**TASK DESCRIPTION:** Output only the lines from the one holding "pub enum ToolInvokeError" to the end of the data below, please, copied exactly.

(Stored data)

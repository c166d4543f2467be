use thiserror::Error;

#[derive(Debug, Error)]
pub enum ToolInvokeError {
    #[error("no MCP servers configured")]
    NoServers,
    #[error("no connected MCP server provides tool '{tool}'")]
    UnknownTool { tool: String },
    #[error("failed to spawn MCP server '{server}': {source}")]
    Spawn {
        server: String,
        #[source]
        source: std::io::Error,
    },
    #[error("MCP server '{server}' transport error: {message}")]
    Transport { server: String, message: String },
    #[error("MCP server '{server}' returned invalid JSON: {source}")]
    InvalidJson {
        server: String,
        #[source]
        source: serde_json::Error,
    },
    #[error("MCP server '{server}' returned JSON-RPC error {code}: {message}")]
    Rpc {
        server: String,
        code: i64,
        message: String,
    },
    #[error("MCP server '{server}' terminated unexpectedly")]
    Terminated { server: String },
    #[error("MCP server '{server}' request cancelled")]
    Cancelled { server: String },
}
pub const DEFAULT_MODEL: &str = "gpt-4o";
pub const DEFAULT_OPENAI_ENDPOINT: &str = "https://api.openai.com";
pub const DEFAULT_OPENAI_API_PATH: &str = "/v1/chat/completions";
pub const DEFAULT_API_KEY_ENV: &str = "OPENAI_API_KEY";
pub const BASE_URL_ENV: &str = "OPENAI_BASE_URL";

pub const DEFAULT_MAX_STEPS: usize = 20;
pub const DEFAULT_RETRY_ATTEMPTS: u32 = 3;
pub const DEFAULT_RETRY_DELAY_SECS: u64 = 2;

pub const DEFAULT_SERVER_NAME: &str = "playwright";
pub const DEFAULT_SERVER_COMMAND: &str = "npx";
pub const DEFAULT_SERVER_ARGS: &[&str] = &["@playwright/mcp@latest"];
pub const DEFAULT_DISPLAY: &str = ":1";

**ANSWER FOR THIS EXERCISE:**
pub enum ToolInvokeError {
    #[error("no MCP servers configured")]
    NoServers,
    #[error("no connected MCP server provides tool '{tool}'")]
    UnknownTool { tool: String },
    #[error("failed to spawn MCP server '{server}': {source}")]
    Spawn {
        server: String,
        #[source]
        source: std::io::Error,
    },
    #[error("MCP server '{server}' transport error: {message}")]
    Transport { server: String, message: String },
    #[error("MCP server '{server}' returned invalid JSON: {source}")]
    InvalidJson {
        server: String,
        #[source]
        source: serde_json::Error,
    },
    #[error("MCP server '{server}' returned JSON-RPC error {code}: {message}")]
    Rpc {
        server: String,
        code: i64,
        message: String,
    },
    #[error("MCP server '{server}' terminated unexpectedly")]
    Terminated { server: String },
    #[error("MCP server '{server}' request cancelled")]
    Cancelled { server: String },
}
pub const DEFAULT_MODEL: &str = "gpt-4o";
pub const DEFAULT_OPENAI_ENDPOINT: &str = "https://api.openai.com";
pub const DEFAULT_OPENAI_API_PATH: &str = "/v1/chat/completions";
pub const DEFAULT_API_KEY_ENV: &str = "OPENAI_API_KEY";
pub const BASE_URL_ENV: &str = "OPENAI_BASE_URL";

pub const DEFAULT_MAX_STEPS: usize = 20;
pub const DEFAULT_RETRY_ATTEMPTS: u32 = 3;
pub const DEFAULT_RETRY_DELAY_SECS: u64 = 2;

pub const DEFAULT_SERVER_NAME: &str = "playwright";
pub const DEFAULT_SERVER_COMMAND: &str = "npx";
pub const DEFAULT_SERVER_ARGS: &[&str] = &["@playwright/mcp@latest"];
pub const DEFAULT_DISPLAY: &str = ":1";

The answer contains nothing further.